• REQUIRED ACTION:
Line count for "false": tally the lines of the records below that contain it, and give only that number.

• EXTRACTED ENTRIES:
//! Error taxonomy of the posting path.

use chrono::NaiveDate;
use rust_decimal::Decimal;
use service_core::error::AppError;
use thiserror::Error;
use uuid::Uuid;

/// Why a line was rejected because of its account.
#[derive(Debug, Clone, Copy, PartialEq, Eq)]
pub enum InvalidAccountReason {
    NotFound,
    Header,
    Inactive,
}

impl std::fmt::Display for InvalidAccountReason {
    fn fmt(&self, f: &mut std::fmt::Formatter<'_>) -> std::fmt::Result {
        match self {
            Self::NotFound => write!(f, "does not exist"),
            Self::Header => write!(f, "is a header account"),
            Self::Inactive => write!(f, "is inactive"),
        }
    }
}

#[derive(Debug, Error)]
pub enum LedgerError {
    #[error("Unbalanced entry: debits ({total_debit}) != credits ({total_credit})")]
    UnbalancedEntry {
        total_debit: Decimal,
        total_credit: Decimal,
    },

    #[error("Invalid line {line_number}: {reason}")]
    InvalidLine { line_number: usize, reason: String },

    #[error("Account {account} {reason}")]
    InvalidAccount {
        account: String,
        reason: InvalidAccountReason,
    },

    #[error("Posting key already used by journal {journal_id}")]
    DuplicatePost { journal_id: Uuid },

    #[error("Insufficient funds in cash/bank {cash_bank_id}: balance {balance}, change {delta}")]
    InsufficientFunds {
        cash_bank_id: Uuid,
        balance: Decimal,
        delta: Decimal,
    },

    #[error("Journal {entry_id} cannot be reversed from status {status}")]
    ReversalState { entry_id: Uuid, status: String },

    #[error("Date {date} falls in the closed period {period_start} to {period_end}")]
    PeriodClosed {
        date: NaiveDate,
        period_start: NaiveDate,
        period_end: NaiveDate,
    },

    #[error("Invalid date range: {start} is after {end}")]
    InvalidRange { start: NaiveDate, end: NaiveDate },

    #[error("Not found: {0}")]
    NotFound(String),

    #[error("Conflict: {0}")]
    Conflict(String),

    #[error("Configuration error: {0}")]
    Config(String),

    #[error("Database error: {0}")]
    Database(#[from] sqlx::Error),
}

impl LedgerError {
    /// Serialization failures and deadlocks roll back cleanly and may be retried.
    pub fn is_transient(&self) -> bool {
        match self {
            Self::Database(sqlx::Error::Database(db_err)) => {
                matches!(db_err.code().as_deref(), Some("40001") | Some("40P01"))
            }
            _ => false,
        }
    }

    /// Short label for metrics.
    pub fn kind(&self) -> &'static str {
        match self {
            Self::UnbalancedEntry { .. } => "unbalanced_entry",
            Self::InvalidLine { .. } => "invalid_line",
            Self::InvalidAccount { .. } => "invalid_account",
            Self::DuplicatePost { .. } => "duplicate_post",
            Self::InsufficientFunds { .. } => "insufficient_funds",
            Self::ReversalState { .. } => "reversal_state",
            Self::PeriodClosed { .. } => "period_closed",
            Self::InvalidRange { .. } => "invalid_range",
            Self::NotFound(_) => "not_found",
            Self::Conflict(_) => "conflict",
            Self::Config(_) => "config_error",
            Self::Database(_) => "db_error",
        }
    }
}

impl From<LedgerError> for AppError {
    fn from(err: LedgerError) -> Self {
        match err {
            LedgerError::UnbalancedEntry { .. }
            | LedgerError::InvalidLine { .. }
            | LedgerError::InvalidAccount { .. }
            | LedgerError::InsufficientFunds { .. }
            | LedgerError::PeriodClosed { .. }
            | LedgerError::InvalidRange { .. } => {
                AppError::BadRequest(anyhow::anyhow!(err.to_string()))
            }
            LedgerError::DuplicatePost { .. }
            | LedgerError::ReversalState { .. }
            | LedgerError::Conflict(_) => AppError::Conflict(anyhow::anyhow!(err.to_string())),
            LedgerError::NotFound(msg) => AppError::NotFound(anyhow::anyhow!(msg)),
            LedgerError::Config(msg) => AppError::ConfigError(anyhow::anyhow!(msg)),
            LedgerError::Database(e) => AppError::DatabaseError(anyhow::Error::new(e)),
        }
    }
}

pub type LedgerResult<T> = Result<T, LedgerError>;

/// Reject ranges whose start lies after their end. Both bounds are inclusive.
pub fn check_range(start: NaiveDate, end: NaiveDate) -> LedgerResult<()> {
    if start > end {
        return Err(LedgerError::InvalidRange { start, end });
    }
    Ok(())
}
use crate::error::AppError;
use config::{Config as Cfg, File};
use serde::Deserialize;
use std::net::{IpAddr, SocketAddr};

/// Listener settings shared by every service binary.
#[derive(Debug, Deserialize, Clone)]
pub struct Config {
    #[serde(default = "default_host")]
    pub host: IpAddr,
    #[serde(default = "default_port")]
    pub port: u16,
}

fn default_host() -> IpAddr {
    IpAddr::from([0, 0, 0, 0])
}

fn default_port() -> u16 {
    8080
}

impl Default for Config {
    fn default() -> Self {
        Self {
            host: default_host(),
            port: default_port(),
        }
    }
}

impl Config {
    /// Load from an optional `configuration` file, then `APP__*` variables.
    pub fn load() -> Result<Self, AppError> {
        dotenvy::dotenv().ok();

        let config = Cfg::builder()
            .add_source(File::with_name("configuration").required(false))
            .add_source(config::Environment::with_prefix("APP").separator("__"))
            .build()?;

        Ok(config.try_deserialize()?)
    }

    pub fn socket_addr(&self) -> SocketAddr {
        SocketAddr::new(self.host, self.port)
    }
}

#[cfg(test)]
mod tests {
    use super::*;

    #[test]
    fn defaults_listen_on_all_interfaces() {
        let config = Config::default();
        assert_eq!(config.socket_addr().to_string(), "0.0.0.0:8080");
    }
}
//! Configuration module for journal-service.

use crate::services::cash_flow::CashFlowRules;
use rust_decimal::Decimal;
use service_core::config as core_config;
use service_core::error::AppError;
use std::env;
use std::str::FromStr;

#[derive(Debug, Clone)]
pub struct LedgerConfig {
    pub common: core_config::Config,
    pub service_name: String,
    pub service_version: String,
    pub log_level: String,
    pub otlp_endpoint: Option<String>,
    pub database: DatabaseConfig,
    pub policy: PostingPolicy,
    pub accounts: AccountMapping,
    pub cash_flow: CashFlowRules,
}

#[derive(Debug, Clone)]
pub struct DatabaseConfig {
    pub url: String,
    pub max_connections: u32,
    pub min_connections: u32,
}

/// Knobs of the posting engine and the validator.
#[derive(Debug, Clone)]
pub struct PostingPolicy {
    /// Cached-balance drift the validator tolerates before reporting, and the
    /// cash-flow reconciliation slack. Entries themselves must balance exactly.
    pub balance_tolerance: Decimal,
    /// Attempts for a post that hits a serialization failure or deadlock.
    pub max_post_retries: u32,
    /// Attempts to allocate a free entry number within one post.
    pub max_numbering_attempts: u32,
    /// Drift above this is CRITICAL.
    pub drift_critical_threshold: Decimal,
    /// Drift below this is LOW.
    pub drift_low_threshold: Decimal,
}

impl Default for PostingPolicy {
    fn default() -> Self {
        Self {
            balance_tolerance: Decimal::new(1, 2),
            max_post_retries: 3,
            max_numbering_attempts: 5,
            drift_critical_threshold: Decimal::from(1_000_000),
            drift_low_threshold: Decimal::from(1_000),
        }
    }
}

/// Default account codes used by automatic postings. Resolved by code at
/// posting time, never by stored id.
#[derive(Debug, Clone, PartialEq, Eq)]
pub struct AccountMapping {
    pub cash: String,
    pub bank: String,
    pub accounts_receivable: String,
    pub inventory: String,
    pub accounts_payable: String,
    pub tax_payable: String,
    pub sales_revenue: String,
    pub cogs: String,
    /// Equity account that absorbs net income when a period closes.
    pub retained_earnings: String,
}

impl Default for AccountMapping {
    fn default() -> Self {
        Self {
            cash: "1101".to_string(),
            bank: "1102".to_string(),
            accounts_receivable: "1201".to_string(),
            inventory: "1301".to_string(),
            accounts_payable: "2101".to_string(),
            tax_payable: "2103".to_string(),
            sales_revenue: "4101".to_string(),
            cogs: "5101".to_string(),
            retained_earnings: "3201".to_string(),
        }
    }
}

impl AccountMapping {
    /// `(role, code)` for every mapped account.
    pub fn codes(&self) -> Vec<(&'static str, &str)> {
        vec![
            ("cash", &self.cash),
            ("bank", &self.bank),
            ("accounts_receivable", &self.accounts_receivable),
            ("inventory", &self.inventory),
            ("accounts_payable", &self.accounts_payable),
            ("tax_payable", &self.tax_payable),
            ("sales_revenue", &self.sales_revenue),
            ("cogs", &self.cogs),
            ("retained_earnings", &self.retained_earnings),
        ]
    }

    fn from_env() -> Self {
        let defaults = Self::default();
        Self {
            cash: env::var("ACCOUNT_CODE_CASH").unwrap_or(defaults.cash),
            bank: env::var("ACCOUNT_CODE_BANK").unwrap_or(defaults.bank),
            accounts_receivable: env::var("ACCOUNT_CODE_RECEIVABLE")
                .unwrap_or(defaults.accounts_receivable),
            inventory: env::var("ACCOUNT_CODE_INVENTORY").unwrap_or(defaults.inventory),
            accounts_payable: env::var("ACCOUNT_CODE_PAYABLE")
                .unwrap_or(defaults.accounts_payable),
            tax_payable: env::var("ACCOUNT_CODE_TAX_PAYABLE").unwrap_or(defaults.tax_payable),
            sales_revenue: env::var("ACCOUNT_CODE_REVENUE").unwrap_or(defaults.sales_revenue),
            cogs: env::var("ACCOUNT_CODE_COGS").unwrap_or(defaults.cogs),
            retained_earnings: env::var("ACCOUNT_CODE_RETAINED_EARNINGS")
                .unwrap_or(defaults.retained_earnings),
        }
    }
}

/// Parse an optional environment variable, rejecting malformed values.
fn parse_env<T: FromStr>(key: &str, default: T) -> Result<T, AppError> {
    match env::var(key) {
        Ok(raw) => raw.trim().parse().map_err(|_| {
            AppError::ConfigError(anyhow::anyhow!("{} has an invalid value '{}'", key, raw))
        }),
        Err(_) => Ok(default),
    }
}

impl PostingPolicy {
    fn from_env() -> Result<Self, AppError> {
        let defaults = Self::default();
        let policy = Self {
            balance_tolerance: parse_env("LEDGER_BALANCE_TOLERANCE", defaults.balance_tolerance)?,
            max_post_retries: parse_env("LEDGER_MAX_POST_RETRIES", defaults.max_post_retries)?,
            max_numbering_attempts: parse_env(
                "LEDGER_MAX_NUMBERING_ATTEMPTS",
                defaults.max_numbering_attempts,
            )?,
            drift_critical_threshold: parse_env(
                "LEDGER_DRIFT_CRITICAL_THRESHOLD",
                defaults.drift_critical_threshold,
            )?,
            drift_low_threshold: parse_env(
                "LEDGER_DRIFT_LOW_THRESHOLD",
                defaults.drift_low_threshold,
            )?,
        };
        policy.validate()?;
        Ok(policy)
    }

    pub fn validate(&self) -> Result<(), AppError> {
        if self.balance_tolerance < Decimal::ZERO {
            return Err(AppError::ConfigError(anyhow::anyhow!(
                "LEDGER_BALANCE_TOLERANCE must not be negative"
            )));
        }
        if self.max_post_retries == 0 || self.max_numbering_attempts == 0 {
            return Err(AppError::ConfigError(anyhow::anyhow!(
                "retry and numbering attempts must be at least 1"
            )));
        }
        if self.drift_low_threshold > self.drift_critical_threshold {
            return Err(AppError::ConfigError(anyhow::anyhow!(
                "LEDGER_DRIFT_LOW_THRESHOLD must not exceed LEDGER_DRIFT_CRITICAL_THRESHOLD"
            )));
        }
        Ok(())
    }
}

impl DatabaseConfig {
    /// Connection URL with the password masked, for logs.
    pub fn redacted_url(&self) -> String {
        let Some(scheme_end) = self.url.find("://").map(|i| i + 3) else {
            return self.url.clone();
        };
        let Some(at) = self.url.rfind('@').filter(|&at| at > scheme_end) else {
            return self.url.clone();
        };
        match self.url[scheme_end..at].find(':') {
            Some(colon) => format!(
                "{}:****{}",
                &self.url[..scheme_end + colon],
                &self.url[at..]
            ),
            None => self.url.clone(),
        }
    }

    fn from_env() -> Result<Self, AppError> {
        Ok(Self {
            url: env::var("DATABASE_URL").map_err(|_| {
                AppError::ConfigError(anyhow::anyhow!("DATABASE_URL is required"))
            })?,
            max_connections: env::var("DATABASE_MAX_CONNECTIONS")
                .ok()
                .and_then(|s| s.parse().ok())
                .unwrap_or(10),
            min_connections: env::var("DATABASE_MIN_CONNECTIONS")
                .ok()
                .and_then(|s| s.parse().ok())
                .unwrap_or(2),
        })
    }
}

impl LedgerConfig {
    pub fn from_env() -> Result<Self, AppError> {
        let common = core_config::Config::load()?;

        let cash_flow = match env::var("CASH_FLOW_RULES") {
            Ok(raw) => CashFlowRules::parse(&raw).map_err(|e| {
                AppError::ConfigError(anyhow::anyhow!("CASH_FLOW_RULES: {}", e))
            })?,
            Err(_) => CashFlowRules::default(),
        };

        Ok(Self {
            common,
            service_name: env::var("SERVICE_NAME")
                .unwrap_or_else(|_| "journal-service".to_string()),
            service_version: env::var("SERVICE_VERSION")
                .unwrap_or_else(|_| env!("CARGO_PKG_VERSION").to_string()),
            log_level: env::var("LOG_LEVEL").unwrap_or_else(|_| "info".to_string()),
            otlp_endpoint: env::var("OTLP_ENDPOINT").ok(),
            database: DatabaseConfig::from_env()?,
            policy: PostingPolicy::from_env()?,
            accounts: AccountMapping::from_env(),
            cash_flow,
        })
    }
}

• ANSWER SPACE:
2